## EXERCISE REQUIREMENTS:
From the records that follow, copy every line that contains the word "CorruptState".

----- DATA PROVIDED

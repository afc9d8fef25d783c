//! Network side of authentication.
//!
//! `AuthGateway` is the seam between the session controller and HTTP:
//! - `verify` exchanges a token for the profile it belongs to
//! - `send` forwards an arbitrary request, attaching the token only when one
//!   is supplied
//!
//! `HttpAuthGateway` is the reqwest implementation. Single attempt per call,
//! bounded by the client timeout, no retries.

use async_trait::async_trait;
use reqwest::header::AUTHORIZATION;
use reqwest::Method;
use std::time::Duration;

use super::codec::AuthToken;
use super::error::AuthError;
use super::types::UserProfile;

/// Identity endpoint ("who am I") on the gateway.
pub const ME_PATH: &str = "/api/auth/me";

/// Gateway liveness endpoint.
pub const HEALTH_PATH: &str = "/health";

// ── Requests ─────────────────────────────────────────────────────

/// Outgoing request relative to the gateway base URL.
#[derive(Debug, Clone, PartialEq)]
pub struct ApiRequest {
    pub method: Method,
    /// Path beginning with `/`, e.g. `/api/transport/transports/3`.
    pub path: String,
    pub query: Vec<(String, String)>,
    /// JSON body, sent with `Content-Type: application/json`.
    pub body: Option<serde_json::Value>,
}

impl ApiRequest {
    pub fn new(method: Method, path: impl Into<String>) -> Self {
        Self {
            method,
            path: path.into(),
            query: Vec::new(),
            body: None,
        }
    }

    pub fn get(path: impl Into<String>) -> Self {
        Self::new(Method::GET, path)
    }

    pub fn post(path: impl Into<String>, body: serde_json::Value) -> Self {
        Self::new(Method::POST, path).with_body(body)
    }

    pub fn put(path: impl Into<String>, body: serde_json::Value) -> Self {
        Self::new(Method::PUT, path).with_body(body)
    }

    pub fn delete(path: impl Into<String>) -> Self {
        Self::new(Method::DELETE, path)
    }

    pub fn with_query(mut self, key: impl Into<String>, value: impl Into<String>) -> Self {
        self.query.push((key.into(), value.into()));
        self
    }

    pub fn with_body(mut self, body: serde_json::Value) -> Self {
        self.body = Some(body);
        self
    }
}

// ── Gateway trait ────────────────────────────────────────────────

#[async_trait]
pub trait AuthGateway: Send + Sync {
    /// Ask the gateway who `token` belongs to.
    ///
    /// Only a success status with a well-formed profile counts. Any other
    /// status is `AuthError::Authentication`; transport failure is
    /// `AuthError::Network`. No partial profile is ever returned.
    async fn verify(&self, token: &AuthToken) -> Result<UserProfile, AuthError>;

    /// Send `request`, adding `Authorization: Basic <token>` when `token` is
    /// `Some`. With `None` the request goes out without credentials and the
    /// server decides whether that is acceptable.
    async fn send(
        &self,
        token: Option<&AuthToken>,
        request: ApiRequest,
    ) -> Result<reqwest::Response, AuthError>;
}

// ── HTTP implementation ──────────────────────────────────────────

/// reqwest-backed gateway client.
pub struct HttpAuthGateway {
    base_url: String,
    http: reqwest::Client,
}

impl HttpAuthGateway {
    /// Create a client for `base_url` with a per-request `timeout`.
    pub fn new(base_url: &str, timeout: Duration) -> anyhow::Result<Self> {
        let http = reqwest::Client::builder().timeout(timeout).build()?;

        Ok(Self {
            base_url: base_url.trim_end_matches('/').to_string(),
            http,
        })
    }

    pub fn base_url(&self) -> &str {
        &self.base_url
    }

    /// Resolve a gateway-relative path.
    fn url(&self, path: &str) -> String {
        if path.starts_with('/') {
            format!("{}{}", self.base_url, path)
        } else {
            format!("{}/{}", self.base_url, path)
        }
    }

    /// Check if the gateway answers its health endpoint.
    pub async fn health(&self) -> bool {
        matches!(
            self.http.get(self.url(HEALTH_PATH)).send().await,
            Ok(resp) if resp.status().is_success()
        )
    }
}

#[async_trait]
impl AuthGateway for HttpAuthGateway {
    async fn verify(&self, token: &AuthToken) -> Result<UserProfile, AuthError> {
        let resp = self
            .http
            .get(self.url(ME_PATH))
            .header(AUTHORIZATION, token.authorization_header())
            .send()
            .await
            .map_err(AuthError::Network)?;

        let status = resp.status();
        if !status.is_success() {
            tracing::debug!(%status, "Identity check refused");
            return Err(AuthError::Authentication { status });
        }

        resp.json::<UserProfile>().await.map_err(|e| {
            if e.is_decode() {
                tracing::warn!(error = %e, "Identity check returned a malformed profile");
                AuthError::Authentication { status }
            } else {
                AuthError::Network(e)
            }
        })
    }

    async fn send(
        &self,
        token: Option<&AuthToken>,
        request: ApiRequest,
    ) -> Result<reqwest::Response, AuthError> {
        let ApiRequest {
            method,
            path,
            query,
            body,
        } = request;

        let mut builder = self.http.request(method, self.url(&path));
        if !query.is_empty() {
            builder = builder.query(&query);
        }
        if let Some(body) = body {
            builder = builder.json(&body);
        }
        if let Some(token) = token {
            builder = builder.header(AUTHORIZATION, token.authorization_header());
        }

        builder.send().await.map_err(AuthError::Network)
    }
}

// ── Tests ────────────────────────────────────────────────────────
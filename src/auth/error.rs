//! Error taxonomy for the session layer.
//!
//! Every failure that can happen between the login form and the gateway is
//! one of these kinds. The controller is the boundary: it converts them into
//! either a user-facing message (`AuthError::user_message`) or a logged,
//! silent degrade (storage failures).

use reqwest::StatusCode;

/// Failure of the local key/value store backing the persisted session.
#[derive(Debug, thiserror::Error)]
pub enum StorageError {
    /// Storage is switched off or unavailable (quota exhausted, read-only media).
    #[error("storage unavailable: {0}")]
    Unavailable(String),
    #[error("storage I/O failed: {0}")]
    Io(#[from] std::io::Error),
    /// The backing file exists but is not a valid key/value document.
    #[error("storage contents unreadable: {0}")]
    Malformed(#[from] serde_json::Error),
}

/// Errors produced by login, logout, restore and authenticated requests.
#[derive(Debug, thiserror::Error)]
pub enum AuthError {
    /// Empty username or password; no network call was issued.
    #[error("validation failed: {0}")]
    Validation(&'static str),

    /// The gateway rejected the credentials (or answered with a non-success
    /// status to the identity check).
    #[error("identity check failed (status {status})")]
    Authentication { status: StatusCode },

    /// The gateway could not be reached, or the request timed out.
    #[error("gateway unreachable: {0}")]
    Network(#[source] reqwest::Error),

    /// An admin-only operation was attempted without an admin session.
    #[error("operation requires an administrator session")]
    Forbidden,

    /// A newer login, logout or cancellation overtook this login while it
    /// was waiting on the gateway. The result was discarded.
    #[error("login superseded by a newer session change")]
    Superseded,

    /// Persistence failed. Never returned by the controller itself; it only
    /// logs these and carries on with the in-memory session.
    #[error(transparent)]
    Storage(#[from] StorageError),

    /// Stored session data could not be parsed. Treated as "no session".
    #[error("stored session is corrupt: {0}")]
    CorruptState(String),
}

impl AuthError {
    /// Text suitable for showing to the person at the keyboard.
    ///
    /// Rejected credentials and an unreachable gateway get different
    /// messages so a network outage is not mistaken for a typo.
    pub fn user_message(&self) -> String {
        match self {
            Self::Validation(_) => "Please fill in both username and password.".into(),
            Self::Authentication { status } if status.is_server_error() => {
                "The city gateway is having trouble. Please try again later.".into()
            }
            Self::Authentication { .. } => "Invalid credentials.".into(),
            Self::Network(_) => {
                "Cannot reach the city gateway. Check your connection and try again.".into()
            }
            Self::Forbidden => {
                "This feature is reserved for administrators. Log in with an admin account.".into()
            }
            Self::Superseded => "Login cancelled.".into(),
            Self::Storage(_) | Self::CorruptState(_) => {
                "Your session could not be saved on this device.".into()
            }
        }
    }

    /// Whether the gateway positively refused the token: 401 or 403 from the
    /// identity check. Unreachable or failing gateways (5xx) are not refusals.
    pub fn is_rejection(&self) -> bool {
        matches!(
            self,
            Self::Authentication { status }
                if *status == StatusCode::UNAUTHORIZED || *status == StatusCode::FORBIDDEN
        )
    }
}
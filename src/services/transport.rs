//! Transport lines (REST backend behind the gateway).
//!
//! Reads are public. Create, update and delete require an admin session and
//! fail with `Forbidden` before any request is sent otherwise.

use serde::{Deserialize, Serialize};
use serde_json::{json, Map, Value};

use super::{CityClient, ServiceError};
use crate::auth::ApiRequest;

const TRANSPORTS_PATH: &str = "/api/transport/transports";

/// A transport line as returned by the gateway.
#[derive(Debug, Clone, PartialEq, Eq, Serialize, Deserialize)]
pub struct Transport {
    pub id: i64,
    /// `Métro`, `Bus`, `Train`, `Taxi`, ...
    pub mode: String,
    /// Line or itinerary, e.g. `Ligne 1 (Sud → Nord)`.
    pub route: String,
    /// Backend values: `operationnel`, `retard`, `en_maintenance`.
    pub status: String,
    /// Server timestamps (ISO 8601). `updated_at` is unset until the first
    /// update.
    #[serde(default, skip_serializing_if = "Option::is_none")]
    pub created_at: Option<String>,
    #[serde(default, skip_serializing_if = "Option::is_none")]
    pub updated_at: Option<String>,
}

/// Payload for creating a transport line.
#[derive(Debug, Clone, PartialEq, Eq, Serialize, Deserialize)]
pub struct NewTransport {
    pub mode: String,
    pub route: String,
    pub status: String,
}

impl NewTransport {
    pub fn new(
        mode: impl Into<String>,
        route: impl Into<String>,
        status: impl Into<String>,
    ) -> Self {
        Self {
            mode: mode.into(),
            route: route.into(),
            status: status.into(),
        }
    }

    fn validate(&self) -> Result<(), ServiceError> {
        if self.mode.trim().is_empty() {
            return Err(ServiceError::Invalid("mode is empty"));
        }
        if self.route.trim().is_empty() {
            return Err(ServiceError::Invalid("route is empty"));
        }
        if self.status.trim().is_empty() {
            return Err(ServiceError::Invalid("status is empty"));
        }
        Ok(())
    }

    fn to_body(&self) -> Value {
        json!({
            "mode": self.mode,
            "route": self.route,
            "status": self.status,
        })
    }
}

/// Partial update; `None` fields are left unchanged by the backend.
#[derive(Debug, Clone, Default, PartialEq, Eq, Serialize, Deserialize)]
pub struct TransportUpdate {
    #[serde(skip_serializing_if = "Option::is_none")]
    pub mode: Option<String>,
    #[serde(skip_serializing_if = "Option::is_none")]
    pub route: Option<String>,
    #[serde(skip_serializing_if = "Option::is_none")]
    pub status: Option<String>,
}

impl TransportUpdate {
    fn validate(&self) -> Result<(), ServiceError> {
        let fields = [&self.mode, &self.route, &self.status];
        if fields.iter().all(|f| f.is_none()) {
            return Err(ServiceError::Invalid("nothing to update"));
        }
        if fields
            .iter()
            .any(|f| f.as_deref().is_some_and(|v| v.trim().is_empty()))
        {
            return Err(ServiceError::Invalid("fields cannot be empty"));
        }
        Ok(())
    }

    /// Only the fields being changed.
    fn to_body(&self) -> Value {
        let mut body = Map::new();
        let fields = [
            ("mode", &self.mode),
            ("route", &self.route),
            ("status", &self.status),
        ];
        for (name, value) in fields {
            if let Some(value) = value {
                body.insert(name.to_string(), Value::String(value.clone()));
            }
        }
        Value::Object(body)
    }
}

fn transport_path(id: i64) -> String {
    format!("{TRANSPORTS_PATH}/{id}")
}

impl CityClient {
    pub async fn list_transports(&self) -> Result<Vec<Transport>, ServiceError> {
        self.fetch_json(ApiRequest::get(TRANSPORTS_PATH), "transports")
            .await
    }

    pub async fn get_transport(&self, id: i64) -> Result<Transport, ServiceError> {
        self.fetch_json(ApiRequest::get(transport_path(id)), &format!("transport {id}"))
            .await
    }

    /// Admin only.
    pub async fn create_transport(&self, new: &NewTransport) -> Result<Transport, ServiceError> {
        self.session().require_privileged()?;
        new.validate()?;

        let created: Transport = self
            .fetch_json(ApiRequest::post(TRANSPORTS_PATH, new.to_body()), "transports")
            .await?;
        tracing::info!(id = created.id, mode = %created.mode, "Transport created");
        Ok(created)
    }

    /// Admin only.
    pub async fn update_transport(
        &self,
        id: i64,
        update: &TransportUpdate,
    ) -> Result<Transport, ServiceError> {
        self.session().require_privileged()?;
        update.validate()?;

        let updated: Transport = self
            .fetch_json(
                ApiRequest::put(transport_path(id), update.to_body()),
                &format!("transport {id}"),
            )
            .await?;
        tracing::info!(id, "Transport updated");
        Ok(updated)
    }

    /// Admin only.
    pub async fn delete_transport(&self, id: i64) -> Result<(), ServiceError> {
        self.session().require_privileged()?;

        self.execute(ApiRequest::delete(transport_path(id)), &format!("transport {id}"))
            .await?;
        tracing::info!(id, "Transport deleted");
        Ok(())
    }
}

----------

## COMPLETED EXERCISE:
    CorruptState(String),
            Self::Storage(_) | Self::CorruptState(_) => {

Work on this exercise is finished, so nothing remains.